Line tally for the word "every": count the lines below that contain it and reply with the number alone.

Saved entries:
☆ ☆ ☆ ☆ ☆ ☆ ☆
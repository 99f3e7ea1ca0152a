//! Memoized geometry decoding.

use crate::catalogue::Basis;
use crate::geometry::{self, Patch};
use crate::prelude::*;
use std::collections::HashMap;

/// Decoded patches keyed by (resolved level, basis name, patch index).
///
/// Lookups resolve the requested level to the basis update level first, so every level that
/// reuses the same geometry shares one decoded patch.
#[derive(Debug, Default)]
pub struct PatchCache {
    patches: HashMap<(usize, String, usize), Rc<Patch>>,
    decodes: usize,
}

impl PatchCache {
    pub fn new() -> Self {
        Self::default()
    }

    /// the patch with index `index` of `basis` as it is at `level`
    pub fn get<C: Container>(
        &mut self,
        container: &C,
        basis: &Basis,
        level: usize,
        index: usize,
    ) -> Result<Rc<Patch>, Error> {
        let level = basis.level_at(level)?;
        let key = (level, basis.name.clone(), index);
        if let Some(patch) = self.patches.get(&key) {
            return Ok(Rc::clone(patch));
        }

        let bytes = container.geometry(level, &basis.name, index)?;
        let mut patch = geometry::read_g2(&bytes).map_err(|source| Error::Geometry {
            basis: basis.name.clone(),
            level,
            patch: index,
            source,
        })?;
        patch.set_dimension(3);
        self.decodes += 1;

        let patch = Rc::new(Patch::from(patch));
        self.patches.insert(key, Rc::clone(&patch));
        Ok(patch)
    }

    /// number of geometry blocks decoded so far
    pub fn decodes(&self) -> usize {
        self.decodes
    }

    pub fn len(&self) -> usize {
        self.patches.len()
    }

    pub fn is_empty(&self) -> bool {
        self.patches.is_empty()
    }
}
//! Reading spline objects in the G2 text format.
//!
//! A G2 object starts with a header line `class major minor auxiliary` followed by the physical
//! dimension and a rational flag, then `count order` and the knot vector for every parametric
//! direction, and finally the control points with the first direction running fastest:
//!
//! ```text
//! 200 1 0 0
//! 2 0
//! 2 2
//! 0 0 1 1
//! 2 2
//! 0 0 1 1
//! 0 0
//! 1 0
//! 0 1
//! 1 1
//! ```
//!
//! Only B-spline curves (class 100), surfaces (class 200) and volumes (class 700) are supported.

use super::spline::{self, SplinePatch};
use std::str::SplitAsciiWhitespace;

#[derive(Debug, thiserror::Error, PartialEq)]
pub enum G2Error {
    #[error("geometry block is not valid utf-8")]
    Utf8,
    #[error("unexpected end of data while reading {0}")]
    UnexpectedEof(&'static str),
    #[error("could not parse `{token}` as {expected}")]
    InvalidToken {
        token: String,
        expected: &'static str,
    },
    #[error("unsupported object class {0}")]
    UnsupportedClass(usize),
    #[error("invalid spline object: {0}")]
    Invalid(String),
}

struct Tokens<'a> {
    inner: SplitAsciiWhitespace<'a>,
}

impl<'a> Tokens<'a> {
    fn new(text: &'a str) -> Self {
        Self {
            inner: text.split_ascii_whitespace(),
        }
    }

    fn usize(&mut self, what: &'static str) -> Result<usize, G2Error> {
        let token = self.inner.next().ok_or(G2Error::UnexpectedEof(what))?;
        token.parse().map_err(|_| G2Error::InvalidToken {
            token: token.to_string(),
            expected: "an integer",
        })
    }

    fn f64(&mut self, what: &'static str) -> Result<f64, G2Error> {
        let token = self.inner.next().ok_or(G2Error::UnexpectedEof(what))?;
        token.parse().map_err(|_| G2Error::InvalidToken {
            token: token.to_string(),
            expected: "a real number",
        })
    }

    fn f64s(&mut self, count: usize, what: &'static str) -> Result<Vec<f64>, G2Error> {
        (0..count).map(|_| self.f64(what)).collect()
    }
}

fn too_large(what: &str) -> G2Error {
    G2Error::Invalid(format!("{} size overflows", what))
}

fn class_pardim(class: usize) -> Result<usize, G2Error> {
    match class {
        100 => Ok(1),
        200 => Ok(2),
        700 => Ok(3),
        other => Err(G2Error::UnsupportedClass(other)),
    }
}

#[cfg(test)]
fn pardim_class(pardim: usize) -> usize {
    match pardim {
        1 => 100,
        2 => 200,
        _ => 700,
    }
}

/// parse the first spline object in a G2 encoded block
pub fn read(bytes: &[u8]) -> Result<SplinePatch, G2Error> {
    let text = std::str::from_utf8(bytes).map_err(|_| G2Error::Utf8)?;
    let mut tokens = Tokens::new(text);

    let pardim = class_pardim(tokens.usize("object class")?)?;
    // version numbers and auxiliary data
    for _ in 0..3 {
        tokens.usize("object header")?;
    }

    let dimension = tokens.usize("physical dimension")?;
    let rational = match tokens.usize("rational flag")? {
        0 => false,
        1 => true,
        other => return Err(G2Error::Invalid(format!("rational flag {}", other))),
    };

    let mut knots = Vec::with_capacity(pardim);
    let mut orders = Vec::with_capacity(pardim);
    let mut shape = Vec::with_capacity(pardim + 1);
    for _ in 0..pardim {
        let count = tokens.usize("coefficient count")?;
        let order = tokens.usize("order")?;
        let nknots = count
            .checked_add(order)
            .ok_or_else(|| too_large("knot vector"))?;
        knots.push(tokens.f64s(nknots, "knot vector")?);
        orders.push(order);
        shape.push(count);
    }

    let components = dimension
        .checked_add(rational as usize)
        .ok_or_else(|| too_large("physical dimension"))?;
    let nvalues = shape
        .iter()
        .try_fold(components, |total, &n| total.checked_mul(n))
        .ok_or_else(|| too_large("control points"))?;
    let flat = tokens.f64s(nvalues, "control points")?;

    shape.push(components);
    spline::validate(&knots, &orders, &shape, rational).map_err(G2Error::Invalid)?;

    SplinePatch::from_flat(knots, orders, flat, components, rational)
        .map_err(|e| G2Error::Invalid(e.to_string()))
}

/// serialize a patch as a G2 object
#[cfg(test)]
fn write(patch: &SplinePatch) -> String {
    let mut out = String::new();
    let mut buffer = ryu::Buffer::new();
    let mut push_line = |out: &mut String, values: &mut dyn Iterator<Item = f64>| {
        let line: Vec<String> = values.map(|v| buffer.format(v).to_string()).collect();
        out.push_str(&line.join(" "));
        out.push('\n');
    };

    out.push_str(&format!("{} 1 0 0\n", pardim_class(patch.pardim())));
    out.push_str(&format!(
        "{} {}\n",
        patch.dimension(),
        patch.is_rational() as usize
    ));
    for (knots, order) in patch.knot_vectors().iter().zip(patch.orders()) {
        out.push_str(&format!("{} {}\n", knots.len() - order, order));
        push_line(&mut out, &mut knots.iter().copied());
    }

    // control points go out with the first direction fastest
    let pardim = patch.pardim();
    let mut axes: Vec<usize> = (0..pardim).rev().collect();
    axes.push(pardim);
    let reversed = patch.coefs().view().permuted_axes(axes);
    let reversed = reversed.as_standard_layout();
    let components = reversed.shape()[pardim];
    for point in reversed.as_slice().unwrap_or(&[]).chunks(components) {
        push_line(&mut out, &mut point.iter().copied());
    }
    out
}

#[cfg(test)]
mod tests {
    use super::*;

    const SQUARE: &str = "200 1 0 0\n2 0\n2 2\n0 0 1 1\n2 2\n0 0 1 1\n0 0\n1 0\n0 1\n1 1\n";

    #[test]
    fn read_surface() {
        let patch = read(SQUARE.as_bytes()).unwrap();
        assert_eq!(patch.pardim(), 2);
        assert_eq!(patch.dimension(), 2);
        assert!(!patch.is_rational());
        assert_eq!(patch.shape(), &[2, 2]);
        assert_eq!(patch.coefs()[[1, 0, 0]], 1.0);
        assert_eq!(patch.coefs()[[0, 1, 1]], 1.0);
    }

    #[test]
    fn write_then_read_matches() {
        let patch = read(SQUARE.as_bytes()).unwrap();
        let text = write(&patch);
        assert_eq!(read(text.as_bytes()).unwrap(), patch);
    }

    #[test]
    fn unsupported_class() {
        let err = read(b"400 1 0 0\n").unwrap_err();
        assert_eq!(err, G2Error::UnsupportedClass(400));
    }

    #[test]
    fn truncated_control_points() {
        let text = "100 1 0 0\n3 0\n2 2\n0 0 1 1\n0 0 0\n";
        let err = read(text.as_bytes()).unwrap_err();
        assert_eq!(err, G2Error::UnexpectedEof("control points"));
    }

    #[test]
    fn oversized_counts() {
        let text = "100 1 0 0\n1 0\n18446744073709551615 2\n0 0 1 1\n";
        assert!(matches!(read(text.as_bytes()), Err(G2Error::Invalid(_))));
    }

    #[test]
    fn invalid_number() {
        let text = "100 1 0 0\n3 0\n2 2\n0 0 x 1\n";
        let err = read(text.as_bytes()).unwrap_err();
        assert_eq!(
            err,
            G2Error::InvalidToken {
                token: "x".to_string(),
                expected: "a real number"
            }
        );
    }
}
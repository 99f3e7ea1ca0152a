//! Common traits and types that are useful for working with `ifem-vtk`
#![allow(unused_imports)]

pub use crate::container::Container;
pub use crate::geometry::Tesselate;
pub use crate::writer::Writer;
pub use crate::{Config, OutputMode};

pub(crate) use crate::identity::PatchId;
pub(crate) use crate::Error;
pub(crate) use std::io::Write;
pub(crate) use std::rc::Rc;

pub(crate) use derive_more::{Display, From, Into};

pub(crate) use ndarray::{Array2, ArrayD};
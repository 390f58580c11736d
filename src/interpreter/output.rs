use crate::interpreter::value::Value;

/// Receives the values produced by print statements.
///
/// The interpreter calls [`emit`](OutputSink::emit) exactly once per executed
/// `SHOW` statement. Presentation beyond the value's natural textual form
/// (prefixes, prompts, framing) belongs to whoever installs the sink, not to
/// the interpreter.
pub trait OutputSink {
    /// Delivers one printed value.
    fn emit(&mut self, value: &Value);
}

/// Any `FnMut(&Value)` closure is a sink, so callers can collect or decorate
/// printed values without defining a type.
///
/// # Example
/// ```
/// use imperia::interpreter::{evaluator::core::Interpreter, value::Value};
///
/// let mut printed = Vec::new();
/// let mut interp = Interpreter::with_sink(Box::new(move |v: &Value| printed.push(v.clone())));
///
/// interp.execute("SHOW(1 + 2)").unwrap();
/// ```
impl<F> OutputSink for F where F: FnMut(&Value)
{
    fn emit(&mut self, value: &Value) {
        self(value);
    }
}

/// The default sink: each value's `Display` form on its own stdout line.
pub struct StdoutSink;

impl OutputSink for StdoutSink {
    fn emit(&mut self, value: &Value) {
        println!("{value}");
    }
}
☆ ☆ ☆ ☆ ☆ ☆ ☆
* **COMPLETED TASK**
2